### Assigned task
Gather all lines in the entries that include the word "struct".

+--

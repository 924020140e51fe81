use rust_decimal::Decimal;
use serde::Deserialize;

#[derive(Debug, Deserialize)]
pub struct DepositInput {
    pub amount: Decimal,
}
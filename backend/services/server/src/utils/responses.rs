use actix_web::http::StatusCode;
use actix_web::HttpResponse;
use serde::Serialize;
use serde_json::json;
use wager_engine::EngineError;

pub fn ok<T: Serialize>(message: &str, data: T) -> HttpResponse {
    HttpResponse::Ok().json(json!({
        "status": "success",
        "message": message,
        "data": data
    }))
}

pub fn bad_request(message: &str) -> HttpResponse {
    HttpResponse::BadRequest().json(json!({
        "status": "error",
        "message": message
    }))
}

/// Maps an engine error onto the JSON envelope. Cap rejections carry
/// the remaining headroom so the client can offer a corrected amount.
pub fn engine_error(err: &EngineError) -> HttpResponse {
    let status = StatusCode::from_u16(err.status_code())
        .unwrap_or(StatusCode::INTERNAL_SERVER_ERROR);
    let data = match err.remaining() {
        Some(remaining) => json!({ "remaining": remaining }),
        None => json!(null),
    };
    HttpResponse::build(status).json(json!({
        "status": "error",
        "message": err.to_string(),
        "data": data
    }))
}
use chrono::{DateTime, Utc};
use rust_decimal::Decimal;
use serde::{Deserialize, Serialize};

use crate::types::session_types::{BettingSession, Side, SCHEMA_VERSION};

/// One entry of the append-only audit trail on a bet record.
#[derive(Debug, Clone, Serialize, Deserialize)]
pub struct BetTransaction {
    pub side: Side,
    pub amount: Decimal,
    pub placed_at: DateTime<Utc>,
}

/// One user's accumulated position in one session. The side totals are
/// always the sum of the matching transactions.
#[derive(Debug, Clone, Serialize, Deserialize)]
pub struct BetRecord {
    pub session_id: String,
    pub user_id: String,
    pub left_amount: Decimal,
    pub right_amount: Decimal,
    pub transactions: Vec<BetTransaction>,
    pub schema_version: u32,
}

impl BetRecord {
    pub fn empty(session_id: &str, user_id: &str) -> Self {
        Self {
            session_id: session_id.to_string(),
            user_id: user_id.to_string(),
            left_amount: Decimal::ZERO,
            right_amount: Decimal::ZERO,
            transactions: Vec::new(),
            schema_version: SCHEMA_VERSION,
        }
    }

    pub fn total(&self) -> Decimal {
        self.left_amount + self.right_amount
    }

    pub fn amount_on(&self, side: Side) -> Decimal {
        match side {
            Side::Left => self.left_amount,
            Side::Right => self.right_amount,
        }
    }

    pub fn apply(&mut self, side: Side, amount: Decimal, placed_at: DateTime<Utc>) {
        match side {
            Side::Left => self.left_amount += amount,
            Side::Right => self.right_amount += amount,
        }
        self.transactions.push(BetTransaction {
            side,
            amount,
            placed_at,
        });
    }
}

/// Returned by a successful bet placement: the bettor's updated record
/// plus the session with the new pool totals.
#[derive(Debug, Clone, Serialize, Deserialize)]
pub struct BetAccepted {
    pub record: BetRecord,
    pub session: BettingSession,
}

+--

### Your solution
pub struct DepositInput {
pub struct BetTransaction {
pub struct BetRecord {
pub struct BetAccepted {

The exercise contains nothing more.